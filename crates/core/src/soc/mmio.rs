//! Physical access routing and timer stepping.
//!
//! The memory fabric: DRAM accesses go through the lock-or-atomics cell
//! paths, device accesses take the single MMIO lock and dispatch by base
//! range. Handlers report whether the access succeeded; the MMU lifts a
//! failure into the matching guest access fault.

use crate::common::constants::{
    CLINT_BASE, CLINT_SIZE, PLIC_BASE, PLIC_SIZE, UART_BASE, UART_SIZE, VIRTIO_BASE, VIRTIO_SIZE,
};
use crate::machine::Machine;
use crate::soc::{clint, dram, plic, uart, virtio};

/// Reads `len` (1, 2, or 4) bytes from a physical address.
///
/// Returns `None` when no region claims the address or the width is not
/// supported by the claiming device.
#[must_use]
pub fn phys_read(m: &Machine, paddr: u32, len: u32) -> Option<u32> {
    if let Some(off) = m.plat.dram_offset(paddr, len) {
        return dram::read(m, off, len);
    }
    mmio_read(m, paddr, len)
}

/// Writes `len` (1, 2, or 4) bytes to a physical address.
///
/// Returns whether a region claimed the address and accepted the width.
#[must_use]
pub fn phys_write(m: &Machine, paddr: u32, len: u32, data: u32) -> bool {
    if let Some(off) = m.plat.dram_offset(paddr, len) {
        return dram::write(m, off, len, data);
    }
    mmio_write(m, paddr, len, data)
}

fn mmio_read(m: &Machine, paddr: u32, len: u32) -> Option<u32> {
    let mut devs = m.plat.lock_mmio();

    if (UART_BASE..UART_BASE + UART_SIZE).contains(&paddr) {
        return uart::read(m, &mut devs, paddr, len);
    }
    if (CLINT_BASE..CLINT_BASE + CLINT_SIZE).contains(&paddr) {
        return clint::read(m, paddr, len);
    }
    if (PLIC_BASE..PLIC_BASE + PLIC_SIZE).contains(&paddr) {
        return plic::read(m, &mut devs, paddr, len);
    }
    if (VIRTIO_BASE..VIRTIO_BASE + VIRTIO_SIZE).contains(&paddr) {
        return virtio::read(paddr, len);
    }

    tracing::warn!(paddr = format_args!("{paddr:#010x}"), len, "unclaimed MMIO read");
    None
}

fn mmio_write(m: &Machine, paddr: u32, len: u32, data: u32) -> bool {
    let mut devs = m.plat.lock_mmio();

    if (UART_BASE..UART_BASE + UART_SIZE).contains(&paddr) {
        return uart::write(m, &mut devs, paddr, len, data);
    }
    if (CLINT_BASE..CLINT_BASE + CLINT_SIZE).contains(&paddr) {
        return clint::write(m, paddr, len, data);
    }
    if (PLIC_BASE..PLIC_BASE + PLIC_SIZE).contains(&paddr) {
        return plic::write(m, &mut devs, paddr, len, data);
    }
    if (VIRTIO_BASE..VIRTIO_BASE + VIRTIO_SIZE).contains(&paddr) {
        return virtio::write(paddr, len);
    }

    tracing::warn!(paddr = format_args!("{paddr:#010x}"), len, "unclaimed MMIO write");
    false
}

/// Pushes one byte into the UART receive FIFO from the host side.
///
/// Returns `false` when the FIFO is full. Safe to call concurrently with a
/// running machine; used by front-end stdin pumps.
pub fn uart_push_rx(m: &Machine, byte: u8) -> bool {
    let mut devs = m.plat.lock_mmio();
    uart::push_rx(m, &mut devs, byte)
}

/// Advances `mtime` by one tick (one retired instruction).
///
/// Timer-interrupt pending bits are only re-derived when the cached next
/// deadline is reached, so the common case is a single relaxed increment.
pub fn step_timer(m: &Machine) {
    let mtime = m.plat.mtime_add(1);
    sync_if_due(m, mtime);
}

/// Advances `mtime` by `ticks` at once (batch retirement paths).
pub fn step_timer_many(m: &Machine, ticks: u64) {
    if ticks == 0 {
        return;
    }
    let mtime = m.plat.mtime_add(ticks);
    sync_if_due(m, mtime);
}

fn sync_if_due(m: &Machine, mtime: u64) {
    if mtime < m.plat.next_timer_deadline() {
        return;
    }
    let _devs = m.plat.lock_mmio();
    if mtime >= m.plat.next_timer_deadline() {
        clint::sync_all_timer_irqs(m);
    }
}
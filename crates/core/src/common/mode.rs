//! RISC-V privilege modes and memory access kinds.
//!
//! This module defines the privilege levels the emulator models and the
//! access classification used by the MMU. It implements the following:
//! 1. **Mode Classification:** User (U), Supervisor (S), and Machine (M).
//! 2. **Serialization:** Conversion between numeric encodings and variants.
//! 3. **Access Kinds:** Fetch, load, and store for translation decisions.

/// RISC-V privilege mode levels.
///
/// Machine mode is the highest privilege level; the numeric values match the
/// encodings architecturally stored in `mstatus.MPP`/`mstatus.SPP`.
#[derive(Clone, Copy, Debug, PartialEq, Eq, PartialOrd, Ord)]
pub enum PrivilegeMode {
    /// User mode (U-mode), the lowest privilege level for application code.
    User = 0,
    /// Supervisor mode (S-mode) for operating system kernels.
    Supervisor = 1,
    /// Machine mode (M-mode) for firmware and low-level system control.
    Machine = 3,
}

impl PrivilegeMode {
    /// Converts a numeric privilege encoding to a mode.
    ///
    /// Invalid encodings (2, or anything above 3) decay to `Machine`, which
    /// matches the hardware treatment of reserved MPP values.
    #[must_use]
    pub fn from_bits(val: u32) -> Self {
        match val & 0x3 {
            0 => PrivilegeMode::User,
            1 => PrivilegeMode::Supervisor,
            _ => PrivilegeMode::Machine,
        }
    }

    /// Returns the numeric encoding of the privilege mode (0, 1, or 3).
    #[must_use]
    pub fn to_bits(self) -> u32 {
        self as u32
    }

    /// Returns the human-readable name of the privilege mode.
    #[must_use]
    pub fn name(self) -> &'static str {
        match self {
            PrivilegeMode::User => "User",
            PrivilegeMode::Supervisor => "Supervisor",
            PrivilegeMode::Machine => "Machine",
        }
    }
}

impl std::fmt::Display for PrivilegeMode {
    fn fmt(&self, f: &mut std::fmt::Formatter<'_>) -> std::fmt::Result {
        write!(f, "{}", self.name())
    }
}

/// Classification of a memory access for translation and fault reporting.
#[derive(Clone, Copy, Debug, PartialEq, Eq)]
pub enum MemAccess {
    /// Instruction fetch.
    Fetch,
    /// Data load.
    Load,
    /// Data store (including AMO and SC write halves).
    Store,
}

************

Please copy the material exactly, line for line.

Solution |
filename crates/core/src/soc/mmio.rs
//! Physical access routing and timer stepping.
//!
//! The memory fabric: DRAM accesses go through the lock-or-atomics cell
//! paths, device accesses take the single MMIO lock and dispatch by base
//! range. Handlers report whether the access succeeded; the MMU lifts a
//! failure into the matching guest access fault.

use crate::common::constants::{
    CLINT_BASE, CLINT_SIZE, PLIC_BASE, PLIC_SIZE, UART_BASE, UART_SIZE, VIRTIO_BASE, VIRTIO_SIZE,
};
use crate::machine::Machine;
use crate::soc::{clint, dram, plic, uart, virtio};

/// Reads `len` (1, 2, or 4) bytes from a physical address.
///
/// Returns `None` when no region claims the address or the width is not
/// supported by the claiming device.
#[must_use]
pub fn phys_read(m: &Machine, paddr: u32, len: u32) -> Option<u32> {
    if let Some(off) = m.plat.dram_offset(paddr, len) {
        return dram::read(m, off, len);
    }
    mmio_read(m, paddr, len)
}

/// Writes `len` (1, 2, or 4) bytes to a physical address.
///
/// Returns whether a region claimed the address and accepted the width.
#[must_use]
pub fn phys_write(m: &Machine, paddr: u32, len: u32, data: u32) -> bool {
    if let Some(off) = m.plat.dram_offset(paddr, len) {
        return dram::write(m, off, len, data);
    }
    mmio_write(m, paddr, len, data)
}

fn mmio_read(m: &Machine, paddr: u32, len: u32) -> Option<u32> {
    let mut devs = m.plat.lock_mmio();

    if (UART_BASE..UART_BASE + UART_SIZE).contains(&paddr) {
        return uart::read(m, &mut devs, paddr, len);
    }
    if (CLINT_BASE..CLINT_BASE + CLINT_SIZE).contains(&paddr) {
        return clint::read(m, paddr, len);
    }
    if (PLIC_BASE..PLIC_BASE + PLIC_SIZE).contains(&paddr) {
        return plic::read(m, &mut devs, paddr, len);
    }
    if (VIRTIO_BASE..VIRTIO_BASE + VIRTIO_SIZE).contains(&paddr) {
        return virtio::read(paddr, len);
    }

    tracing::warn!(paddr = format_args!("{paddr:#010x}"), len, "unclaimed MMIO read");
    None
}

fn mmio_write(m: &Machine, paddr: u32, len: u32, data: u32) -> bool {
    let mut devs = m.plat.lock_mmio();

    if (UART_BASE..UART_BASE + UART_SIZE).contains(&paddr) {
        return uart::write(m, &mut devs, paddr, len, data);
    }
    if (CLINT_BASE..CLINT_BASE + CLINT_SIZE).contains(&paddr) {
        return clint::write(m, paddr, len, data);
    }
    if (PLIC_BASE..PLIC_BASE + PLIC_SIZE).contains(&paddr) {
        return plic::write(m, &mut devs, paddr, len, data);
    }
    if (VIRTIO_BASE..VIRTIO_BASE + VIRTIO_SIZE).contains(&paddr) {
        return virtio::write(paddr, len);
    }

    tracing::warn!(paddr = format_args!("{paddr:#010x}"), len, "unclaimed MMIO write");
    false
}

/// Pushes one byte into the UART receive FIFO from the host side.
///
/// Returns `false` when the FIFO is full. Safe to call concurrently with a
/// running machine; used by front-end stdin pumps.
pub fn uart_push_rx(m: &Machine, byte: u8) -> bool {
    let mut devs = m.plat.lock_mmio();
    uart::push_rx(m, &mut devs, byte)
}

/// Advances `mtime` by one tick (one retired instruction).
///
/// Timer-interrupt pending bits are only re-derived when the cached next
/// deadline is reached, so the common case is a single relaxed increment.
pub fn step_timer(m: &Machine) {
    let mtime = m.plat.mtime_add(1);
    sync_if_due(m, mtime);
}

/// Advances `mtime` by `ticks` at once (batch retirement paths).
pub fn step_timer_many(m: &Machine, ticks: u64) {
    if ticks == 0 {
        return;
    }
    let mtime = m.plat.mtime_add(ticks);
    sync_if_due(m, mtime);
}

fn sync_if_due(m: &Machine, mtime: u64) {
    if mtime < m.plat.next_timer_deadline() {
        return;
    }
    let _devs = m.plat.lock_mmio();
    if mtime >= m.plat.next_timer_deadline() {
        clint::sync_all_timer_irqs(m);
    }
}
filename crates/core/src/common/mode.rs
//! RISC-V privilege modes and memory access kinds.
//!
//! This module defines the privilege levels the emulator models and the
//! access classification used by the MMU. It implements the following:
//! 1. **Mode Classification:** User (U), Supervisor (S), and Machine (M).
//! 2. **Serialization:** Conversion between numeric encodings and variants.
//! 3. **Access Kinds:** Fetch, load, and store for translation decisions.

/// RISC-V privilege mode levels.
///
/// Machine mode is the highest privilege level; the numeric values match the
/// encodings architecturally stored in `mstatus.MPP`/`mstatus.SPP`.
#[derive(Clone, Copy, Debug, PartialEq, Eq, PartialOrd, Ord)]
pub enum PrivilegeMode {
    /// User mode (U-mode), the lowest privilege level for application code.
    User = 0,
    /// Supervisor mode (S-mode) for operating system kernels.
    Supervisor = 1,
    /// Machine mode (M-mode) for firmware and low-level system control.
    Machine = 3,
}

impl PrivilegeMode {
    /// Converts a numeric privilege encoding to a mode.
    ///
    /// Invalid encodings (2, or anything above 3) decay to `Machine`, which
    /// matches the hardware treatment of reserved MPP values.
    #[must_use]
    pub fn from_bits(val: u32) -> Self {
        match val & 0x3 {
            0 => PrivilegeMode::User,
            1 => PrivilegeMode::Supervisor,
            _ => PrivilegeMode::Machine,
        }
    }

    /// Returns the numeric encoding of the privilege mode (0, 1, or 3).
    #[must_use]
    pub fn to_bits(self) -> u32 {
        self as u32
    }

    /// Returns the human-readable name of the privilege mode.
    #[must_use]
    pub fn name(self) -> &'static str {
        match self {
            PrivilegeMode::User => "User",
            PrivilegeMode::Supervisor => "Supervisor",
            PrivilegeMode::Machine => "Machine",
        }
    }
}

impl std::fmt::Display for PrivilegeMode {
    fn fmt(&self, f: &mut std::fmt::Formatter<'_>) -> std::fmt::Result {
        write!(f, "{}", self.name())
    }
}

/// Classification of a memory access for translation and fault reporting.
#[derive(Clone, Copy, Debug, PartialEq, Eq)]
pub enum MemAccess {
    /// Instruction fetch.
    Fetch,
    /// Data load.
    Load,
    /// Data store (including AMO and SC write halves).
    Store,
}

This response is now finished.